Croatian now definitely is 'more puristic' by magnitudes than, say, English; but it is also more puristic than some other Slavic languages - certainly more than Russian, but also more than Serbian; however, I think Slovene language is significantly more puristic than Croatian.

The reasons for this are manifold; but there are two important ones:

- small languages have more reason to 'defend' themselves against bigger ones; of course this does not explain the case of French (where puristic calques and concepts of rather strict 'language culture' are considered important) but it does explain the case of Croatian, where also differentiation from Serbian plays a significant role;

- and Slavic languages are highly inflecting, it is more difficult to integrate loans into a Slavic*) language; with nouns like 'geography' this problem has been solved by adding /-ija/ (which thus makes it feminine; an ending of /-i/ would be problematic as this would be a plural ending in Croatian); of course there are workarounds to make declension easier - but a highly inflecting language is indeed an incentive to rather calque than loan.

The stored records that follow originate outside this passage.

//! Runs the starter workflow against an offline provider and prints what a UI
//! would see: each snapshot of the output node and each notification.

use async_trait::async_trait;
use llmflow_rs::ChannelNotifier;
use llmflow_rs::prelude::*;
use std::sync::Arc;
use std::time::Duration;

/// Answers every prompt by shouting it back after a short pause
struct Shout;

#[async_trait]
impl LlmProvider for Shout {
    fn provider(&self) -> Provider {
        Provider::OpenAi
    }

    async fn generate(&self, prompt: &str, config: &LlmConfig) -> Result<String, ProviderError> {
        tokio::time::sleep(Duration::from_millis(200)).await;
        Ok(format!("[{}] {}", config.model, prompt.to_uppercase()))
    }
}

#[tokio::main]
async fn main() -> LlmFlowResult<()> {
    let mut graph = WorkflowGraph::initial();
    graph.connect("input-1", "llm-1")?;
    graph.connect("llm-1", "output-1")?;
    graph.update_node_data("input-1", InputData::new("hello, workflow").to_data())?;
    graph.update_node_data(
        "llm-1",
        LlmConfig::new(Provider::OpenAi, "sk-demo")
            .with_model("gpt-3.5-turbo")
            .to_data(),
    )?;

    let (notifier, mut notifications) = ChannelNotifier::new();
    let ctx = WorkflowContext::new(NodeStore::new(graph.nodes.clone()), Arc::new(notifier));
    let executor = WorkflowExecutor::new(ProviderRegistry::new().with(Shout));

    let mut snapshots = ctx.store().subscribe();
    let watcher = tokio::spawn(async move {
        while snapshots.changed().await.is_ok() {
            let snapshot = snapshots.borrow_and_update().clone();
            if let Some(output) = first_of_kind(&snapshot, NodeKind::Output) {
                let data = output.output_data();
                println!("snapshot: loading={} value={:?}", data.is_loading, data.value);
            }
        }
    });

    let nodes = executor.trigger(&ctx).await?;
    while let Ok(notification) = notifications.try_recv() {
        println!(
            "notification: [{:?}] {}: {}",
            notification.severity, notification.title, notification.description
        );
    }

    // Second run with a key that cannot belong to OpenAI.
    ctx.store().replace(nodes);
    let mut patch = NodeData::new();
    patch.insert("apiKey".to_string(), JsonValue::from("not-a-key"));
    ctx.store().update(|current| {
        current
            .iter()
            .map(|node| {
                if node.is(NodeKind::Llm) {
                    node.merged(&patch)
                } else {
                    node.clone()
                }
            })
            .collect()
    });
    executor.trigger(&ctx).await?;
    while let Ok(notification) = notifications.try_recv() {
        println!(
            "notification: [{:?}] {}: {}",
            notification.severity, notification.title, notification.description
        );
    }

    println!("final state: {}", ctx.state());
    watcher.abort();
    Ok(())
}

*) Any Slavic language, except Bulgarian and Macedonian which have lost most of their inflection, which (theoretically) makes it much easier for them to integrate loans morphologically.


Please note, my intention is _*not at all*_ to defend purism _*(nor,*_ by the way, am I trying to criticise it): my personal opinion about purism actually is of no relevance here - I just wanted to explain *why* there is purism. In very short words. (The whole concept of linguistic purism could fill entire books - and has done so, by the way.)


----------



## DenisBiH

One distinctive advantage of purism, in my opinion, is that it achieves a kind of linguistic "backward compatibility". One may take a 15th century document from western South Slavic lands and while the language has certainly changed since then, both in lexicon and morphology etc, if the words derive from Slavic roots, most of which are still present in one form or another today, the meaning can be understood to a large extent.

On the other hand, I've read (or tried to do so) some Bosnian documents from the 17th century with as much as 30-40% Oriental (Turkish, Arabic, Persian) loanwords many of which are not in use anymore and it's simply not possible without either a glossary or a dictionary.

If in 200 years people start commuting/traveling by Star Trek-style 'beaming' the concept of airport may not exist anymore, but _zračna luka_ would still give the reader some idea of what it was all about, much more than _aerodrom_.


----------



## Istracpsboss

Thanks Denis. I wasn't in the least offended. Indeed, I was worried afterwards that what I'd written might have caused offence. I'm also grateful for the excellent English that so many non native speakers use here.

Zemlja and Luka I'm familiar with, as with zračna luka, as they are words I encounter often, although it took me longer than expected to pick them up.

Thanks also Sokol. I'll check that link.

I've been surprised too at the number of French words in Croatian, like kamion and trottoir, although I see, when checking the spelling in my dictionary for the latter, it doesn't seem to be mentioned, although it seems widely used over here. Presumably these come from the Napoleonic period? 
(I just realised that when you referred to French, it was more to do with L'Institut Francaise and its attempts to keep French pure, with words like magnetophon {surely Greek in origin?} instead of the despised video !)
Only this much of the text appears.